Few things are more satisfying than watching your children serve the Lord and make good decisions as young adults. Paula and I have two sons and we are enjoying this blessing. We do so understanding that many wonderful parents are heartbroken over the rebellion of one or more of their children. Though we have had our “issues,” we know that we have not walked-in-the-shoes of many godly parents. I feel the need to acknowledge this before you read about the journey our youngest son, Luke, is now traveling.
Luke is exceptionally bright and is applying to medical schools, and MD/PhD programs, at many of our nation’s finest schools. It was his experience at Harvard University in December of 2015 that I want to tell you about. Both of Harvard’s medical school programs invited Luke to interview for admission. The program in which he is most interested focuses on medical research, meaning that most of the graduates will spend their careers working to find cures for various maladies, in addition to practicing medicine.
This research-based MD program at Harvard had 1,100 applicants, 170 of whom were invited to visit and go through an interview process. The application each student submitted was extensive. They wrote more than a dozen essays on various topics, in addition to providing all of the standard information that you might expect. The first surprise for me was that the director of the program, a world-renowned medical expert, who also directs a large program in a Boston hospital, reads all 1,100 applications. Moreover, he writes a 500-word essay on each applicant, summarizing what he has learned from their application and recording his thoughts. He does this each year for every new batch of applicants. Amazing, to say the least. But it made me think about the effort I make to truly know people (like our wonderful NWBC pastors). I thought back to churches I pastored and thought how helpful it would have been to have had such a process to help me know, really know, every member. I can’t tell you how many funerals I have performed, when in the process of talking with the family, I learned amazing things about their loved one. I often thought, “I wish I had known this about them.” This Harvard medical director says that each applicant deserves the attention that he personally gives to each individual.
After writing the essay on all 1,100 applicants, the program director personally selected the 170 to be interviewed. These 170 each spend one hour with two professors, for a total of two hours. Luke told us that each professor thoroughly knew his record and application information. Their questions were specific to him. One of the questions that both asked was, “We’ve never heard of Oklahoma Baptist University. Can you tell us about it and explain why you went there?” One professor said, “I’ve never been to Oklahoma, but I know it’s a lot more religious than the Boston area. Can you work with people who don’t believe like you do?” He had some very interesting conversations with them, as well as the two other professors he spoke with from Harvard’s other medical program.
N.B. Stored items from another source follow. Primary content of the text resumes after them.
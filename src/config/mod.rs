//! Application configuration module
//!
//! This module provides type-safe configuration loading from environment variables
//! using the `config` and `dotenvy` crates. Configuration is loaded with the
//! `LEARNWISE` prefix and nested values use double underscores as separators.
//! Every section has defaults, so an empty environment loads.
//!
//! # Example
//!
//! ```no_run
//! use learnwise::config::AppConfig;
//!
//! let config = AppConfig::load().expect("Failed to load configuration");
//! config.validate().expect("Invalid configuration");
//!
//! println!("Sharing links under {}", config.share.base_url);
//! ```

mod content;
mod error;
mod logging;
mod share;
mod voice;

pub use content::ContentConfig;
pub use error::{ConfigError, ValidationError};
pub use logging::LoggingConfig;
pub use share::ShareConfig;
pub use voice::{VoiceConfig, DEFAULT_AGENT_ID};

use serde::Deserialize;

/// Root application configuration
///
/// Load using [`AppConfig::load()`] which reads from environment variables.
#[derive(Debug, Clone, Deserialize, Default)]
pub struct AppConfig {
    /// Log filter and output format
    #[serde(default)]
    pub logging: LoggingConfig,

    /// Base URL for shareable profile links
    #[serde(default)]
    pub share: ShareConfig,

    /// Content library source
    #[serde(default)]
    pub content: ContentConfig,

    /// Persona to voice agent mapping
    #[serde(default)]
    pub voice: VoiceConfig,
}

impl AppConfig {
    /// Load configuration from environment variables
    ///
    /// This function:
    /// 1. Loads `.env` file if present (for development)
    /// 2. Reads environment variables with `LEARNWISE` prefix
    /// 3. Uses `__` (double underscore) to separate nested values
    /// 4. Deserializes into typed configuration structs
    ///
    /// # Environment Variable Format
    ///
    /// - `LEARNWISE__LOGGING__LEVEL=debug` -> `logging.level = debug`
    /// - `LEARNWISE__VOICE__AGENTS__ANXIOUS=agent_x` -> `voice.agents.anxious = agent_x`
    ///
    /// # Errors
    ///
    /// Returns `ConfigError` if values cannot be parsed into expected types.
    pub fn load() -> Result<Self, ConfigError> {
        // Load .env file if present (development)
        dotenvy::dotenv().ok();

        let config = config::Config::builder()
            .add_source(
                config::Environment::default()
                    .prefix("LEARNWISE")
                    .prefix_separator("__")
                    .separator("__"),
            )
            .build()?
            .try_deserialize()?;

        Ok(config)
    }

    /// Validate all configuration values
    ///
    /// # Errors
    ///
    /// Returns `ValidationError` if any configuration value is invalid.
    pub fn validate(&self) -> Result<(), ValidationError> {
        self.logging.validate()?;
        self.share.validate()?;
        self.content.validate()?;
        self.voice.validate()?;
        Ok(())
    }
}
In one interview the professor inquired about the nature of “truth,” asking whether we can really know what it is true, and, if so, how does a person discover “truth.”
But it’s the last step in the interview process that I found most interesting. The program director interviewed all 170 applicants – for 10 minutes. That’s it. Just 10 minutes, but the students were told that these few minutes could make-or-break them. After a minute of the director telling about himself, he asked one question before giving the student the opportunity to ask one question. It was the question that this program director asked that I found most interesting.
Before I tell you the question, consider if you were the one posing the question. What would you ask? If you were interviewing someone for a job, and you could only ask one question, what would it be? If you were trying to assess the spiritual growth of another, or of yourself, what one question might work best?
The question this world-renowned medical expert asked, when trying to discern who to admit into one of the most elite medical schools in the world, was this: “Tell me how you have personally changed in the last two or three years?” He clarified by saying, “I’m not asking how your goals have changed, but how have you changed as a person in the last two or three years?”
As I considered this question, I have come to understand that it is an exceptional question for assessing the spiritual growth, or lack thereof, in an individual. Even as I consider what I want to accomplish in this New Year, it is a good question to consider. How have I changed? Am I open to changing? Am I doing the kind of things that will help me to change, and change in good ways? Also, how do I want to change? What do I want to become? Knowing what I want to become is the first step to becoming. “I want to become more generous,” or “I want to become more grateful,” or “I want to become more content.” How about, “I want to better live by faith, not by sight.” “I want to be liberated from a heart full of fear and be filled with hope and love.”
Luke doesn’t know about Harvard yet and won’t until March. But he has several other schools that he has or will speak with. We just learned today that one fine medical school has already admitted him into their MD/PhD program, the beauty of which is that he wouldn’t have to pay for medical school. The school would actually pay him to attend and to assist them in their medical research.
We don’t know where the Lord will take Luke, but the journey is teaching him, and us, some important lessons. I don’t think any of us will soon forget the “one question.” It even contributed significantly to our family Christmas conversations!
How about you? How have you changed in the past two or three years?